L’Europe interdit enfin les plastiques à usage unique

Les pailles, touillettes, couverts, gobelets et autres accessoires de plastique à usage unique ne seront bientôt plus : le Parlement Européen vient d’approuver la loi anti-plastique après de nombreux scandales sur la pollution des océans. Dès 2021, tous ces objets du quotidien devront laisser place à des alternatives plus écologique, en bois, bambou ou autres.

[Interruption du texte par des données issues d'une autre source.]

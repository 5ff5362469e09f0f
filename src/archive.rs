//! Loading export text from disk.
//!
//! WhatsApp shares an export either as a bare `.txt` file or as a `.zip`
//! holding the transcript next to the media. For archives the first entry
//! whose name ends in `.txt` is the transcript; an archive without one is a
//! [`ChatstatError::NoContent`] error, raised before any parsing happens.

use std::fs;
use std::path::Path;

use tracing::debug;

use crate::error::{ChatstatError, Result};

/// Returns `true` when `path` has a `.zip` extension (any case).
pub fn is_archive(path: &Path) -> bool {
    path.extension()
        .and_then(|ext| ext.to_str())
        .is_some_and(|ext| ext.eq_ignore_ascii_case("zip"))
}

/// Reads an export from disk and returns its decoded text.
pub fn load_export(path: &Path) -> Result<String> {
    let bytes = fs::read(path)?;

    if is_archive(path) {
        let name = path
            .file_name()
            .map(|n| n.to_string_lossy().into_owned())
            .unwrap_or_else(|| path.display().to_string());
        return extract_text(&bytes, &name);
    }

    Ok(String::from_utf8(bytes)?)
}

/// Finds the transcript inside a zip archive and decodes it as UTF-8.
///
/// `archive_name` is only used in the error message.
#[cfg(feature = "archive")]
pub fn extract_text(bytes: &[u8], archive_name: &str) -> Result<String> {
    use std::io::{Cursor, Read};

    let mut archive = zip::ZipArchive::new(Cursor::new(bytes))?;

    for index in 0..archive.len() {
        let mut entry = archive.by_index(index)?;
        if !entry.is_file() || !entry.name().to_ascii_lowercase().ends_with(".txt") {
            continue;
        }

        debug!(entry = entry.name(), archive = archive_name, "found transcript");
        let mut raw = Vec::with_capacity(usize::try_from(entry.size()).unwrap_or(0));
        entry.read_to_end(&mut raw)?;

        return String::from_utf8(raw).map_err(|source| ChatstatError::Utf8 {
            context: format!("{archive_name} entry"),
            source,
        });
    }

    Err(ChatstatError::no_content(archive_name))
}

/// Archive support is compiled out; `.zip` input is rejected.
#[cfg(not(feature = "archive"))]
pub fn extract_text(_bytes: &[u8], archive_name: &str) -> Result<String> {
    debug!(archive = archive_name, "archive support disabled");
    Err(ChatstatError::invalid_format(
        "export",
        format!("{archive_name}: zip input requires the `archive` feature"),
    ))
}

Ces derniers mois, les vidéos chocs fleurissent sur la toile : animaux marins à la tête emprisonnée dans des sacs, baleines à l’estomac rempli de déchets plastiques, tortues avec fourchette en plastique coincée dans une narine… Le plastique n’a pas bonne presse et pour cause : il met de 100 à mille ans pour se dégrader selon le type. Autant dire que la planète a du mal à respirer ! Le 28 mars soit il y a une semaine à peine,  une baleine enceinte a été retrouvée échouée et décédée sur une plage de Sardaigne : son estomac contenait plus de 22 kilos de plastique. Face à ces tristes constats, le Forum économique mondial et la fondation Ellen McArthur mettent en avant une étude des plus percutantes : si nous ne réagissons pas, l’océan contera plus de déchets que de poissons en 2050.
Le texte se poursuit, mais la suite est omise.